Tag: Argo

“I want to thank Canada,” Mr. Affleck said

Tuesday, 26 February, 2013 0 Comments

Back when we tipped it to win the Academy Award for Best Picture, we wrote: “Sure, there’s a lot of alcoholic beverage knocked back in Argo, but the booze acts as an expression of civilization and an antidote to the emerging barbarism of the Islamic Republic of Iran. Ben Affleck stars in and directs a film that’s funny, clever, taut and a necessary reminder of the threat that faces us. Argo deserves the Best Film Oscar, and the ‘Best Supporting Actor’ award should go to Alan Arkin as Lester Siegel, a producer so cynical that the knows the price and the value of everyone in Hollywood.”

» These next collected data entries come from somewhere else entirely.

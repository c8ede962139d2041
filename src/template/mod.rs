//! Template archives.
//!
//! The template ships as a gzip-compressed tarball with a single synthetic
//! top-level directory. `pack` produces that layout from a source tree;
//! `extract` strips the top-level directory and refuses link entries and
//! entries that would escape the target.

use std::fs::File;
use std::path::{Component, Path, PathBuf};

use flate2::read::GzDecoder;
use flate2::write::GzEncoder;
use flate2::Compression;

use crate::core::error::ExtractionError;

/// Synthetic top-level directory inside packed archives.
const ARCHIVE_ROOT: &str = "template";

/// Unpack a template archive into `target`, creating it if needed.
pub fn extract(package: &Path, target: &Path) -> Result<(), ExtractionError> {
    std::fs::create_dir_all(target).map_err(|e| ExtractionError::WriteTarget {
        path: target.to_path_buf(),
        source: e,
    })?;

    let read_err = |source: std::io::Error| ExtractionError::ReadArchive {
        path: package.to_path_buf(),
        source,
    };

    let file = File::open(package).map_err(read_err)?;
    let mut archive = tar::Archive::new(GzDecoder::new(file));

    for entry in archive.entries().map_err(read_err)? {
        let mut entry = entry.map_err(read_err)?;
        let raw_path = entry
            .path()
            .map_err(|e| ExtractionError::BadEntry {
                entry: String::from_utf8_lossy(&entry.path_bytes()).into_owned(),
                reason: e.to_string(),
            })?
            .into_owned();

        // Templates hold plain files and directories; a link entry could
        // point outside the target and have later entries written through it.
        let kind = entry.header().entry_type();
        if kind.is_symlink() || kind.is_hard_link() {
            return Err(ExtractionError::BadEntry {
                entry: raw_path.display().to_string(),
                reason: "link entries are not allowed".to_string(),
            });
        }

        let Some(stripped) = strip_archive_root(&raw_path) else {
            continue;
        };
        if !is_safe_relative(&stripped) {
            return Err(ExtractionError::BadEntry {
                entry: raw_path.display().to_string(),
                reason: "escapes the target directory".to_string(),
            });
        }

        let dest = target.join(&stripped);
        if let Some(parent) = dest.parent() {
            std::fs::create_dir_all(parent).map_err(|e| ExtractionError::WriteTarget {
                path: parent.to_path_buf(),
                source: e,
            })?;
        }
        entry.unpack(&dest).map_err(|e| ExtractionError::WriteTarget {
            path: dest.clone(),
            source: e,
        })?;
    }
    Ok(())
}

/// Pack a template source directory into a shippable archive.
pub fn pack(source: &Path, output: &Path) -> Result<(), ExtractionError> {
    let pack_err = |path: &Path| {
        let path = path.to_path_buf();
        move |source: std::io::Error| ExtractionError::Pack { path, source }
    };

    let file = File::create(output).map_err(pack_err(output))?;
    let encoder = GzEncoder::new(file, Compression::default());
    let mut builder = tar::Builder::new(encoder);

    builder
        .append_dir_all(ARCHIVE_ROOT, source)
        .map_err(pack_err(source))?;
    let encoder = builder.into_inner().map_err(pack_err(output))?;
    encoder.finish().map_err(pack_err(output))?;
    Ok(())
}

/// Drop the archive's top-level directory from an entry path. Returns None
/// for the top-level entry itself.
fn strip_archive_root(path: &Path) -> Option<PathBuf> {
    let mut components = path.components();
    components.next()?;
    let rest = components.as_path();
    if rest.as_os_str().is_empty() {
        None
    } else {
        Some(rest.to_path_buf())
    }
}

/// True when every component is a plain name — no roots, prefixes, or `..`.
fn is_safe_relative(path: &Path) -> bool {
    path.components()
        .all(|c| matches!(c, Component::Normal(_)))
}
//! Error taxonomy for the materialization pipeline.
//!
//! Extraction, substitution, and materialization failures are fatal: the run
//! aborts with the failing stage identified and the target directory left in
//! its partially built state. Installation failure is the single recoverable
//! case. A pattern that never matches is defined no-op behavior, not an
//! error.

use std::path::PathBuf;

use thiserror::Error;

use super::pipeline::Stage;

/// Template archive could not be read, packed, or unpacked.
#[derive(Debug, Error)]
pub enum ExtractionError {
    #[error("cannot read template {path}: {source}")]
    ReadArchive {
        path: PathBuf,
        #[source]
        source: std::io::Error,
    },

    #[error("cannot populate {path}: {source}")]
    WriteTarget {
        path: PathBuf,
        #[source]
        source: std::io::Error,
    },

    #[error("bad archive entry {entry}: {reason}")]
    BadEntry { entry: String, reason: String },

    #[error("cannot pack {path}: {source}")]
    Pack {
        path: PathBuf,
        #[source]
        source: std::io::Error,
    },
}

/// A file referenced by the rule tree could not be edited.
#[derive(Debug, Error)]
pub enum SubstitutionError {
    #[error("cannot read {path}: {source}")]
    Read {
        path: PathBuf,
        #[source]
        source: std::io::Error,
    },

    #[error("cannot write {path}: {source}")]
    Write {
        path: PathBuf,
        #[source]
        source: std::io::Error,
    },

    #[error("malformed pattern `{pattern}`: {source}")]
    Pattern {
        pattern: String,
        #[source]
        source: regex::Error,
    },
}

/// A structural edit for the selected variant could not be completed.
#[derive(Debug, Error)]
pub enum MaterializationError {
    #[error("cannot scan {root} for variant files: {reason}")]
    Scan { root: PathBuf, reason: String },

    #[error("variant file {path} has an unusable name")]
    BadName { path: PathBuf },

    #[error("cannot promote {from} over {to}: {source}")]
    Promote {
        from: PathBuf,
        to: PathBuf,
        #[source]
        source: std::io::Error,
    },

    #[error("cannot remove {path}: {source}")]
    Remove {
        path: PathBuf,
        #[source]
        source: std::io::Error,
    },
}

/// Dependency installation failed. Recoverable: the run still completes,
/// with installation left as a manual step.
#[derive(Debug, Error)]
pub enum InstallError {
    #[error("`{tool}` is not available: {source}")]
    ToolUnavailable {
        tool: String,
        #[source]
        source: std::io::Error,
    },

    #[error("`{tool}` exited with {status}")]
    Failed {
        tool: String,
        status: std::process::ExitStatus,
    },
}

/// Any stage failure, tagged with the stage that produced it.
#[derive(Debug, Error)]
pub enum StageError {
    #[error(transparent)]
    Extraction(#[from] ExtractionError),

    #[error(transparent)]
    Substitution(#[from] SubstitutionError),

    #[error(transparent)]
    Materialization(#[from] MaterializationError),

    #[error(transparent)]
    Install(#[from] InstallError),
}

impl StageError {
    /// Stage this error belongs to.
    pub fn stage(&self) -> Stage {
        match self {
            Self::Extraction(_) => Stage::Extract,
            Self::Substitution(_) => Stage::Substitute,
            Self::Materialization(_) => Stage::Materialize,
            Self::Install(_) => Stage::Install,
        }
    }
}

/// Fatal pipeline failure, surfaced to the caller with the failing stage.
#[derive(Debug, Error)]
#[error("{stage} stage failed: {source}")]
pub struct SetupError {
    pub stage: Stage,
    #[source]
    pub source: StageError,
}
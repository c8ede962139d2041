//! Rule tree builder.
//!
//! Maps bootstrap parameters to the tree of text replacements the template
//! needs. Construction is total and deterministic: every condition over the
//! parameters is evaluated here, and a false condition leaves a no-op
//! placeholder in its slot rather than dropping it, so equal parameters
//! always produce structurally equal trees.

use super::params::{Backend, BootstrapParams, DEFAULT_HOSTNAME};
use super::rules::{Rule, RuleNode};

/// Build the rule tree for one run.
///
/// The tree's shape mirrors the template's file layout, and every rule that
/// touches a given file lives in that file's single leaf.
pub fn build(params: &BootstrapParams) -> RuleNode {
    let nova = params.backend == Backend::Nova;
    let endpoint = params.endpoint();
    let insecure = params.scheme() != "https";

    RuleNode::dir(vec![
        (
            "package.json",
            RuleNode::file(vec![
                Rule::literal("@dashboards/app-name-placeholder", &params.app_name),
                Rule::when(
                    nova,
                    Rule::literal_all(
                        "@dashboards/sdk-backend-classic",
                        "@dashboards/sdk-backend-nova",
                    ),
                ),
                Rule::when(
                    nova,
                    Rule::literal_all(
                        r#""refresh-catalog": "node ./scripts/refresh-catalog.js""#,
                        r#""refresh-catalog": "node ./scripts/refresh-catalog.js --backend nova""#,
                    ),
                ),
                Rule::when(
                    insecure,
                    Rule::literal_all(
                        r#""start": "cross-env HTTPS=true react-scripts start","#,
                        r#""start": "react-scripts start","#,
                    ),
                ),
            ]),
        ),
        (
            "src",
            RuleNode::dir(vec![
                (
                    "constants.js",
                    RuleNode::file(vec![
                        Rule::regex(
                            r#"appName: "(.*?)""#,
                            &format!(r#"appName: "{}""#, params.app_name),
                        ),
                        Rule::literal_all(
                            &format!(r#"backend: "{DEFAULT_HOSTNAME}""#),
                            &format!(r#"backend: "{endpoint}""#),
                        ),
                        Rule::when(
                            nova,
                            Rule::literal_all(r#"workspace: """#, r#"workspace: "workspace""#),
                        ),
                    ]),
                ),
                (
                    "setupProxy.js",
                    RuleNode::file(vec![Rule::when(
                        nova,
                        Rule::literal_all(r#"proxy("/data""#, r#"proxy("/api""#),
                    )]),
                ),
                (
                    "components",
                    RuleNode::dir(vec![(
                        "Header",
                        RuleNode::dir(vec![(
                            "Header.js",
                            RuleNode::file(vec![
                                Rule::when(
                                    nova,
                                    Rule::literal_all("import Aside from \"./Aside\";\n", ""),
                                ),
                                Rule::when(nova, Rule::literal_all("<Aside />", "")),
                            ]),
                        )]),
                    )]),
                ),
            ]),
        ),
    ])
}
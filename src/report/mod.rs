//! Progress reporting.
//!
//! The pipeline talks to an explicit [`Reporter`] sink instead of
//! process-global logging state, so runs stay silent under test and callers
//! choose the verbosity. Reporters are never consulted for control flow.

use std::path::Path;

use colored::Colorize;

use crate::core::params::BootstrapParams;
use crate::core::pipeline::{Outcome, Stage};

/// Sink for human-readable progress and diagnostics.
pub trait Reporter {
    /// A pipeline stage is starting.
    fn stage_started(&self, stage: Stage);
    /// A pipeline stage finished successfully.
    fn stage_completed(&self, stage: Stage);
    /// A stage was skipped, with the reason.
    fn stage_skipped(&self, stage: Stage, reason: &str);
    /// Something went wrong that the run survives.
    fn warning(&self, message: &str);
    /// A command the operator should run.
    fn instruction(&self, command: &str);
    /// Plain informational line.
    fn note(&self, message: &str);
    /// Diagnostic detail, shown only in verbose runs.
    fn verbose(&self, message: &str);
}

/// Terminal reporter. Color handling is left to the `colored` crate, which
/// honors `NO_COLOR` and non-tty output.
pub struct ConsoleReporter {
    verbose: bool,
}

impl ConsoleReporter {
    pub fn new(verbose: bool) -> ConsoleReporter {
        ConsoleReporter { verbose }
    }
}

impl Reporter for ConsoleReporter {
    fn stage_started(&self, stage: Stage) {
        if self.verbose {
            println!("{}", format!("→ {}", stage.describe()).dimmed());
        }
    }

    fn stage_completed(&self, stage: Stage) {
        println!("{} {}", "✓".green(), stage.describe());
    }

    fn stage_skipped(&self, stage: Stage, reason: &str) {
        println!("{} {} ({})", "-".yellow(), stage.describe(), reason);
    }

    fn warning(&self, message: &str) {
        eprintln!("{}", message.red());
    }

    fn instruction(&self, command: &str) {
        println!("    {}", command.cyan());
    }

    fn note(&self, message: &str) {
        println!("{message}");
    }

    fn verbose(&self, message: &str) {
        if self.verbose {
            println!("{}", message.dimmed());
        }
    }
}

/// Print the post-run instructions the operator needs to start the app.
///
/// Always runs once the tree is materialized; a manual-step outcome adds the
/// install command the pipeline could not run for them.
pub fn final_instructions(params: &BootstrapParams, outcome: Outcome, reporter: &dyn Reporter) {
    reporter.note("");
    reporter.note(&format!(
        "Success! Application \"{}\" was created.",
        params.app_name
    ));
    reporter.note("You can start it with:");
    reporter.instruction(&format!("cd {}", display_dir(&params.target_dir)));
    if outcome == Outcome::CompletedWithManualStep {
        reporter.instruction("yarn install");
    }
    reporter.instruction("yarn start");
}

/// Target directory relative to the working directory when possible; easier
/// to type than the absolute form.
fn display_dir(target: &Path) -> String {
    if let Ok(cwd) = std::env::current_dir() {
        if let Ok(rel) = target.strip_prefix(&cwd) {
            if !rel.as_os_str().is_empty() {
                return rel.display().to_string();
            }
        }
    }
    target.display().to_string()
}

/// Captures every reported line for assertions.
#[cfg(test)]
#[derive(Default)]
pub struct RecordingReporter {
    lines: std::cell::RefCell<Vec<String>>,
}

#[cfg(test)]
impl RecordingReporter {
    fn push(&self, line: String) {
        self.lines.borrow_mut().push(line);
    }

    /// True when any recorded line contains `needle`.
    pub fn contains(&self, needle: &str) -> bool {
        self.lines.borrow().iter().any(|l| l.contains(needle))
    }

    /// All recorded lines, in order.
    pub fn lines(&self) -> Vec<String> {
        self.lines.borrow().clone()
    }
}

#[cfg(test)]
impl Reporter for RecordingReporter {
    fn stage_started(&self, stage: Stage) {
        self.push(format!("start {stage}"));
    }

    fn stage_completed(&self, stage: Stage) {
        self.push(format!("done {stage}"));
    }

    fn stage_skipped(&self, stage: Stage, reason: &str) {
        self.push(format!("skip {stage}: {reason}"));
    }

    fn warning(&self, message: &str) {
        self.push(format!("warn {message}"));
    }

    fn instruction(&self, command: &str) {
        self.push(format!("cmd {command}"));
    }

    fn note(&self, message: &str) {
        self.push(format!("note {message}"));
    }

    fn verbose(&self, message: &str) {
        self.push(format!("verbose {message}"));
    }
}

#[cfg(test)]
mod tests {
    use super::*;
    use crate::core::params::Backend;
    use std::path::PathBuf;

    fn params() -> BootstrapParams {
        BootstrapParams {
            app_name: "myapp".to_string(),
            target_dir: PathBuf::from("/somewhere/else/myapp"),
            hostname: None,
            backend: Backend::Classic,
            verbose: false,
            install: true,
        }
    }

    #[test]
    fn test_completed_run_omits_the_install_command() {
        let reporter = RecordingReporter::default();
        final_instructions(&params(), Outcome::Completed, &reporter);

        assert!(reporter.contains("Success!"));
        assert!(reporter.contains("cd "));
        assert!(reporter.contains("yarn start"));
        assert!(!reporter.contains("yarn install"));
    }

    #[test]
    fn test_manual_step_outcome_adds_the_install_command() {
        let reporter = RecordingReporter::default();
        final_instructions(&params(), Outcome::CompletedWithManualStep, &reporter);

        let lines = reporter.lines();
        let install = lines.iter().position(|l| l == "cmd yarn install");
        let start = lines.iter().position(|l| l == "cmd yarn start");
        assert!(install.is_some());
        assert!(start.is_some());
        assert!(install < start, "install must be suggested before start");
    }

    #[test]
    fn test_instructions_name_the_application() {
        let reporter = RecordingReporter::default();
        final_instructions(&params(), Outcome::Completed, &reporter);
        assert!(reporter.contains("\"myapp\""));
    }
}
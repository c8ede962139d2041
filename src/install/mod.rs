//! Dependency installation.
//!
//! Runs the package manager inside the generated application with stdio
//! inherited, so the operator sees its output live. This is the pipeline's
//! only recoverable stage; callers downgrade a failure to a manual step.

use std::path::Path;
use std::process::Command;

use crate::core::error::InstallError;

/// Package manager used by the generated application.
pub const INSTALL_TOOL: &str = "yarn";

/// Install dependencies inside `target`.
pub fn run(target: &Path) -> Result<(), InstallError> {
    run_tool(INSTALL_TOOL, target)
}

fn run_tool(tool: &str, target: &Path) -> Result<(), InstallError> {
    let status = Command::new(tool)
        .arg("install")
        .current_dir(target)
        .status()
        .map_err(|e| InstallError::ToolUnavailable {
            tool: tool.to_string(),
            source: e,
        })?;

    if status.success() {
        Ok(())
    } else {
        Err(InstallError::Failed {
            tool: tool.to_string(),
            status,
        })
    }
}
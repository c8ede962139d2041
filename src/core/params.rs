//! Bootstrap parameters — the immutable record that drives a materialization
//! run, plus the name/endpoint derivations performed before the run starts.

use std::fmt;
use std::path::PathBuf;

/// Scheme prepended to a hostname that was given without one.
pub const DEFAULT_SCHEME: &str = "https";

/// Endpoint baked into the template; effective when no hostname is given.
pub const DEFAULT_HOSTNAME: &str = "https://public.dashboards.example.com";

// ============================================================================
// Backend variant
// ============================================================================

/// Selectable target platform for the generated application.
#[derive(Debug, Clone, Copy, Default, PartialEq, Eq, clap::ValueEnum)]
pub enum Backend {
    /// Hosted classic backend — the template ships wired for this one.
    #[default]
    Classic,
    /// Nova backend — activates the conditional rules and the variant files.
    Nova,
}

impl fmt::Display for Backend {
    fn fmt(&self, f: &mut fmt::Formatter<'_>) -> fmt::Result {
        match self {
            Self::Classic => write!(f, "classic"),
            Self::Nova => write!(f, "nova"),
        }
    }
}

// ============================================================================
// Bootstrap parameters
// ============================================================================

/// Immutable inputs for one materialization run.
///
/// Built once by the CLI layer, never mutated. The rule tree is a pure
/// function of this record: identical parameters against identical template
/// contents produce byte-identical output trees.
#[derive(Debug, Clone)]
pub struct BootstrapParams {
    /// Sanitized application identifier, substituted into metadata.
    pub app_name: String,
    /// Directory the project is materialized into.
    pub target_dir: PathBuf,
    /// Backend endpoint as given on the command line, scheme optional.
    pub hostname: Option<String>,
    /// Selected backend variant.
    pub backend: Backend,
    /// Emit diagnostic detail while running.
    pub verbose: bool,
    /// Run the dependency installer after materialization.
    pub install: bool,
}

impl BootstrapParams {
    /// Full backend endpoint: the given hostname with a scheme guaranteed,
    /// or the template default when no hostname was given.
    pub fn endpoint(&self) -> String {
        match self.hostname.as_deref() {
            None | Some("") => DEFAULT_HOSTNAME.to_string(),
            Some(host) => match scheme_of(host) {
                Some(_) => host.to_string(),
                None => format!("{}://{}", DEFAULT_SCHEME, host),
            },
        }
    }

    /// Scheme of the effective endpoint.
    pub fn scheme(&self) -> String {
        let endpoint = self.endpoint();
        scheme_of(&endpoint).unwrap_or(DEFAULT_SCHEME).to_string()
    }
}

// ============================================================================
// Derivations
// ============================================================================

/// Scheme portion of a hostname (`https` in `https://x`), if present.
///
/// A scheme is a nonempty run of word characters before `://`, so schemes
/// like `s3` count and keep their hostname untouched.
pub fn scheme_of(hostname: &str) -> Option<&str> {
    let (scheme, _) = hostname.split_once("://")?;
    if !scheme.is_empty()
        && scheme
            .chars()
            .all(|c| c.is_ascii_alphanumeric() || c == '_')
    {
        Some(scheme)
    } else {
        None
    }
}

/// Reduce a raw application name to a safe package identifier.
///
/// Lowercases, collapses every run of unsupported characters into a single
/// dash, and trims dashes from the ends. An input with nothing usable yields
/// `app` so downstream substitution always has an identifier to work with.
pub fn sanitize_app_name(raw: &str) -> String {
    let mut out = String::with_capacity(raw.len());
    let mut gap = false;
    for c in raw.trim().chars() {
        let c = c.to_ascii_lowercase();
        if c.is_ascii_alphanumeric() || matches!(c, '.' | '_' | '-') {
            if gap && !out.is_empty() {
                out.push('-');
            }
            gap = false;
            out.push(c);
        } else {
            gap = true;
        }
    }
    let trimmed = out.trim_matches('-');
    if trimmed.is_empty() {
        "app".to_string()
    } else {
        trimmed.to_string()
    }
}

Well, Alan Arkin didn’t quite get the gong, but he did play a key role in an excellent film and that’s another milestone in an acting and directing career that stretches back over 50 years. By the way, the Argo screenplay by Chris Terrio, based on the May 2007 Wired magazine article The Great Escape by Joshuah Bearman, and chapter nine of The Master of Disguise by Antonio Mendez, is available here (PDF) for all those who would like to study Hollywood tradecraft. And congratulations to Ben Affleck for turning the script into a film that has finally pleased the Canadians. Not an easy thing to do, that.


Argo again

Monday, 11 February, 2013 0 Comments

The producers of Argo, George Clooney, Grant Heslov and Ben Affleck, had a fine time in London last night when their drama about the Iranian hostage crisis in 1979 stole the show and won the Best Film and Best Director gongs at the BAFTA Awards event. The British Academy of Film and Television Arts (BAFTA) ceremony is the final major film occasion before this year’s Oscars, which will be handed out on 24 February in Hollywood, in a show hosted by Seth MacFarlane. The Big Mo is certainly with Affleck now. Go Argo!

The producers of Argo


The Iran Tribunal and the crimes of Khomeini

Friday, 8 February, 2013 0 Comments

While watching Argo, I was reminded that the enduring image of the Iranian nightmare was snapped 34 years ago this month: the return of Ayatollah Khomeini to Tehran from France. Although 10 February is celebrated as Revolution Day in Iran, the arrival of Khomeini on 1 February 1979 remains the key moment. On the Air France flight to Tehran, he was asked by ABC News reporter Peter Jennings: “What do you feel in returning to Iran?” Khomeini answered: Hichi (“Nothing”). This one-word statement was considered indicative of his mystical nature by both Islamic fanatics in Iran and useful idiots in the West. By the way, last year’s commemoration of Khomeini’s homecoming was a bit weird as it involved a giant cut-out figure of the old psychopath.

Ayatollah Ruhollah Khomeini

Meanwhile, the report of the Iran Tribunal has been released. It found that during the 1980s the Islamic Republic was guilty of the murder of between 15,000 and 20,000 political prisoners. Quote: “The religious fervour of these crimes makes them even more shocking: for instance, a woman’s rape was frequently the last act that preceded her execution in Iran, as under the ‘Sharia’ law guidelines, the execution of a virgin female is non-permissible.” Iran is in the hands of evil and medieval people. How long more?


Alcoholic beverages are now available

Thursday, 7 February, 2013 2 Comments

Quote: “Ladies and gentlemen, it is our pleasure to announce that alcoholic beverages are now available, as we have cleared Iranian airspace.” Argo, Scene 318 from the screenplay (PDF) by Chris Terrio, based on the May 2007 Wired magazine article The Great Escape by Joshuah Bearman, and chapter nine of The Master of Disguise by Antonio Mendez.

Sure, there’s a lot of alcoholic beverage knocked back in Argo, but the booze acts as an expression of civilization and an antidote to the emerging barbarism of the Islamic Republic of Iran. Ben Affleck stars in and directs a film that’s funny, clever, taut and a necessary reminder of the threat that faces us. Argo deserves the Best Film Oscar, and the “Best Supporting Actor” award should go to Alan Arkin as Lester Siegel, a producer so cynical that the knows the price and the value of everyone in Hollywood.